Data Processing

The goal of having a Quranic corpus is to study it computationally. As such, special utilities for further data preprocessing are necessary. QuranTree.jl offers functions for processing Arabic texts. These include, character dediacritization and character normalization.

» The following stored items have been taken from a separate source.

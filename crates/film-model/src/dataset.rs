//! Keyed datasets assembled from several normalized sources.

use tracing::debug;

use crate::error::{ModelError, Result};
use crate::header::HeaderOrder;
use crate::table::{Row, Table};
use crate::value::CellValue;

/// A named table with a declared header set and the key columns that define
/// entity identity (e.g. `movie_name` + `movie_date` for movies).
#[derive(Debug, Clone, PartialEq)]
pub struct Dataset {
    name: String,
    key_columns: Vec<String>,
    table: Table,
}

impl Dataset {
    /// Creates an empty dataset. Headers are stored in canonical order.
    pub fn new<S: AsRef<str>>(name: impl Into<String>, headers: &[S], keys: &[S]) -> Result<Self> {
        let name = name.into();
        let headers = HeaderOrder::canonical().sort(headers);
        let key_columns: Vec<String> = keys.iter().map(|key| key.as_ref().to_string()).collect();
        let table = Table::new(headers)?;
        Self::from_parts(name, key_columns, table)
    }

    /// Reassembles a dataset around an existing table.
    pub fn from_parts(name: String, key_columns: Vec<String>, table: Table) -> Result<Self> {
        if key_columns.is_empty() {
            return Err(ModelError::NoKeyColumns(name));
        }
        if let Some(column) = key_columns.iter().find(|key| !table.has_column(key)) {
            return Err(ModelError::UnknownKeyColumn {
                dataset: name,
                column: column.clone(),
            });
        }
        Ok(Self {
            name,
            key_columns,
            table,
        })
    }

    pub fn into_parts(self) -> (String, Vec<String>, Table) {
        (self.name, self.key_columns, self.table)
    }

    pub fn name(&self) -> &str {
        &self.name
    }

    pub fn headers(&self) -> &[String] {
        self.table.columns()
    }

    pub fn key_columns(&self) -> &[String] {
        &self.key_columns
    }

    pub fn table(&self) -> &Table {
        &self.table
    }

    pub fn len(&self) -> usize {
        self.table.height()
    }

    pub fn is_empty(&self) -> bool {
        self.table.is_empty()
    }

    /// Appends the rows of `source`, restricted to the declared headers.
    ///
    /// Headers the source lacks are filled with `Missing`. Returns the number
    /// of appended rows; a source sharing no header contributes nothing.
    pub fn add_data(&mut self, source: &Table) -> Result<usize> {
        let positions: Vec<Option<usize>> = self
            .table
            .columns()
            .iter()
            .map(|header| source.column_index(header))
            .collect();
        if positions.iter().all(Option::is_none) {
            debug!(dataset = %self.name, "source shares no header with dataset");
            return Ok(0);
        }
        for row in source.rows() {
            let cells = positions
                .iter()
                .map(|position| match position {
                    Some(index) => row.cells[*index].clone(),
                    None => CellValue::Missing,
                })
                .collect::<Vec<_>>();
            self.table.push_row(cells)?;
        }
        debug!(
            dataset = %self.name,
            rows = source.height(),
            shared = positions.iter().filter(|p| p.is_some()).count(),
            "added source rows"
        );
        Ok(source.height())
    }

    /// Expands list cells into one row per element, one column at a time.
    ///
    /// Several list columns in one row therefore produce their cartesian
    /// product; an empty list becomes a single `Missing` cell.
    pub fn explode(&mut self) {
        let before = self.table.height();
        let columns = self.table.columns().to_vec();
        let mut rows = std::mem::take(&mut self.table).into_rows();
        for index in 0..columns.len() {
            if !rows
                .iter()
                .any(|row| matches!(row.cells[index], CellValue::List(_)))
            {
                continue;
            }
            rows = rows
                .into_iter()
                .flat_map(|row| explode_row(row, index))
                .collect();
        }
        self.table = Table::from_raw(columns, rows);
        debug!(dataset = %self.name, before, after = self.table.height(), "exploded list cells");
    }

    /// Drops rows where any of `columns` is missing.
    pub fn drop_unknown<S: AsRef<str>>(&mut self, columns: &[S]) -> Result<usize> {
        let mut indices = Vec::with_capacity(columns.len());
        for column in columns {
            indices.push(self.table.require_column(column.as_ref())?);
        }
        let before = self.table.height();
        self.table
            .retain_rows(|row| indices.iter().all(|&index| !row.cells[index].is_missing()));
        let dropped = before - self.table.height();
        if dropped > 0 {
            debug!(dataset = %self.name, dropped, "dropped rows with unknown values");
        }
        Ok(dropped)
    }

    /// Immutable export view in canonical header order.
    pub fn snapshot(&self) -> Table {
        let order = HeaderOrder::canonical().sort(self.table.columns());
        self.table
            .clone()
            .reorder(&order)
            .unwrap_or_else(|_| self.table.clone())
    }
}

fn explode_row(mut row: Row, index: usize) -> Vec<Row> {
    match std::mem::replace(&mut row.cells[index], CellValue::Missing) {
        CellValue::List(values) if values.is_empty() => vec![row],
        CellValue::List(values) => values
            .into_iter()
            .map(|value| {
                let mut exploded = row.clone();
                exploded.cells[index] = CellValue::Text(value);
                exploded
            })
            .collect(),
        other => {
            row.cells[index] = other;
            vec![row]
        }
    }
}

#[cfg(test)]
mod tests {
    use super::*;

    fn source() -> Table {
        Table::with_rows(
            vec!["movie_name".into(), "actor".into(), "movie_budget".into()],
            vec![
                Row::new(vec![
                    "Heat".into(),
                    CellValue::list(["Al Pacino", "Robert De Niro"]),
                    CellValue::Number(60.0),
                ]),
                Row::new(vec![
                    "Alien".into(),
                    CellValue::list(Vec::<String>::new()),
                    CellValue::Missing,
                ]),
            ],
        )
        .unwrap()
    }

    #[test]
    fn add_data_intersects_columns() {
        let mut dataset =
            Dataset::new("movie", &["actor", "movie_name", "movie_date"], &["movie_name"]).unwrap();
        assert_eq!(dataset.headers(), ["movie_name", "movie_date", "actor"]);
        assert_eq!(dataset.add_data(&source()).unwrap(), 2);
        assert_eq!(dataset.table().cell(0, "movie_date"), Some(&CellValue::Missing));
        assert!(!dataset.headers().contains(&"movie_budget".to_string()));
    }

    #[test]
    fn explode_grows_rows() {
        let mut dataset = Dataset::new("cast", &["movie_name", "actor"], &["movie_name"]).unwrap();
        dataset.add_data(&source()).unwrap();
        dataset.explode();
        assert_eq!(dataset.len(), 3);
        assert_eq!(dataset.table().cell(1, "actor"), Some(&CellValue::text("Robert De Niro")));
        assert_eq!(dataset.table().cell(2, "actor"), Some(&CellValue::Missing));
    }

    #[test]
    fn drop_unknown_removes_missing_keys() {
        let mut dataset = Dataset::new("cast", &["movie_name", "actor"], &["movie_name"]).unwrap();
        dataset.add_data(&source()).unwrap();
        dataset.explode();
        assert_eq!(dataset.drop_unknown(&["actor"]).unwrap(), 1);
        assert_eq!(dataset.len(), 2);
    }

    #[test]
    fn rejects_undeclared_keys() {
        let err = Dataset::new("movie", &["movie_name"], &["movie_date"]).unwrap_err();
        assert!(matches!(err, ModelError::UnknownKeyColumn { .. }));
        let err = Dataset::new::<&str>("movie", &["movie_name"], &[]).unwrap_err();
        assert!(matches!(err, ModelError::NoKeyColumns(_)));
    }
}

Character Dediacritization

dediac works for both Arabic, Buckwalter and custom transliterations.

julia> using QuranTree

julia> crps, tnzl = load(QuranData());

julia> crpsdata = table(crps);

julia> tnzldata = table(tnzl);

julia> avrs = verses(tnzldata[1][1])[1]
"بِسْمِ ٱللَّهِ ٱلرَّحْمَٰنِ ٱلرَّحِيمِ"

julia> dediac(avrs)
"بسم ٱلله ٱلرحمٰن ٱلرحيم"

julia> bvrs = verses(crpsdata[1][1])[1]
"bisomi {ll~ahi {lr~aHoma`ni {lr~aHiymi"

julia> dediac(bvrs)
"bsm {llh {lrHm`n {lrHym"

julia> dediac(avrs) === arabic(dediac(bvrs))
true

Custom transliteration is also dediacritizable as shown below,

julia> old_keys = collect(keys(BW_ENCODING));

julia> new_vals = reverse(collect(values(BW_ENCODING)));

julia> my_encoder = Dict(old_keys .=> new_vals);

julia> @transliterator my_encoder "MyEncoder"

julia> encode(avrs)
"\"S%gAS zppj[KS zp`j[&gA[r]S zp`j[&SkAS"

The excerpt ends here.